PROBLEM DESCRIPTION: Scan the entries for lines with the word "match", then copy those lines.

Dataset items:

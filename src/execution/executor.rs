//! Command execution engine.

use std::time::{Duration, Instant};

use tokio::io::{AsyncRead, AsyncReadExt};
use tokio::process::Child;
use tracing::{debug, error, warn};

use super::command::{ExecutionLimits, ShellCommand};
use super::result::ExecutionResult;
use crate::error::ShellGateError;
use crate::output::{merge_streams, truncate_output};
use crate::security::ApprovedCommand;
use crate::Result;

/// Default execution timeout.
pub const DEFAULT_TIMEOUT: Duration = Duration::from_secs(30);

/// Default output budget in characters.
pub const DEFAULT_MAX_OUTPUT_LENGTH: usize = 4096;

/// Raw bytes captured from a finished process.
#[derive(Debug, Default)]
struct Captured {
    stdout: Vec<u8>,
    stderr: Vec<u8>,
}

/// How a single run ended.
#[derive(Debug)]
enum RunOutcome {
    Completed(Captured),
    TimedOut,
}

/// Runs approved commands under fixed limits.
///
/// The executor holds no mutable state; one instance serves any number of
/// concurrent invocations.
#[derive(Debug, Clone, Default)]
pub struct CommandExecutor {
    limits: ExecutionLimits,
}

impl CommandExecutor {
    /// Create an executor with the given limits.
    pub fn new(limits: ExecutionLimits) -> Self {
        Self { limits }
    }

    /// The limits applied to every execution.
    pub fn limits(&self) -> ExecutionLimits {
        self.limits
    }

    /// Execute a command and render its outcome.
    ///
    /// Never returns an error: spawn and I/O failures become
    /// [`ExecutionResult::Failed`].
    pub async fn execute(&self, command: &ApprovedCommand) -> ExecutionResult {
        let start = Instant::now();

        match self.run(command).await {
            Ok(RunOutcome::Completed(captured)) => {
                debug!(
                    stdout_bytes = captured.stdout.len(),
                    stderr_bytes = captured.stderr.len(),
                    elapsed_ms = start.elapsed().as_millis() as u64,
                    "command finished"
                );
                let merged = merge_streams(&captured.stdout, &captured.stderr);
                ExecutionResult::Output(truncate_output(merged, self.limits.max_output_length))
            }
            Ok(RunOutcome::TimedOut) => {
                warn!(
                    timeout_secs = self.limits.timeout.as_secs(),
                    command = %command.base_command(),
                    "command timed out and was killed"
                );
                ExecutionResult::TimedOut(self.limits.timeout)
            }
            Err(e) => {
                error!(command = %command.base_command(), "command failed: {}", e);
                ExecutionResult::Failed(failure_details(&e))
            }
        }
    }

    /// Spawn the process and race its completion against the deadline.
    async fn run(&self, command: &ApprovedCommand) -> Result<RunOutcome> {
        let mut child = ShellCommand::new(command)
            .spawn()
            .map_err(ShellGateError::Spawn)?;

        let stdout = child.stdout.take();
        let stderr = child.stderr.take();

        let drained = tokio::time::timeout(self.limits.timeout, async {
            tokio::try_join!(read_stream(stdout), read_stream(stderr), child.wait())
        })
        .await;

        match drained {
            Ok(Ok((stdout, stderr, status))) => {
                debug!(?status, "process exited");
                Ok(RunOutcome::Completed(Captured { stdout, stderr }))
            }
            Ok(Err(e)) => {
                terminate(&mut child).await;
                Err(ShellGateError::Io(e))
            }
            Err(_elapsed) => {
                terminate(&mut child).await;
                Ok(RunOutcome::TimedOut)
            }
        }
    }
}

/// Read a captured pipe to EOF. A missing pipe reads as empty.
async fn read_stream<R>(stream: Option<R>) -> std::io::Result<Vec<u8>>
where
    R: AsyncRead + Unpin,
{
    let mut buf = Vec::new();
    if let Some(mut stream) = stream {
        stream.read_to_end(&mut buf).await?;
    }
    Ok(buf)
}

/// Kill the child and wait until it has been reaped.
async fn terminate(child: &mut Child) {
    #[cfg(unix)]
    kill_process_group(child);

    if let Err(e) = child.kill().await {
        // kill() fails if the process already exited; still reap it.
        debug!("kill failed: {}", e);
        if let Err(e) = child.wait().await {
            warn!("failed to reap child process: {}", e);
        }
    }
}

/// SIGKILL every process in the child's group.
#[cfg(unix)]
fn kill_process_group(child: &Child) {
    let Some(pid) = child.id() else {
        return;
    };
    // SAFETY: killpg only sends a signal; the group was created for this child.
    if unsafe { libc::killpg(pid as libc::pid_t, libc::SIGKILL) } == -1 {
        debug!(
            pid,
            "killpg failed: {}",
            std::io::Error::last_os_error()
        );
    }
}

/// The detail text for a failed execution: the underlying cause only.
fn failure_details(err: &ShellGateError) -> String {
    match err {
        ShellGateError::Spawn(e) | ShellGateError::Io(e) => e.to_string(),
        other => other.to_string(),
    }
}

RESULT OF THIS TASK:
        match self.run(command).await {
        match drained {
    match err {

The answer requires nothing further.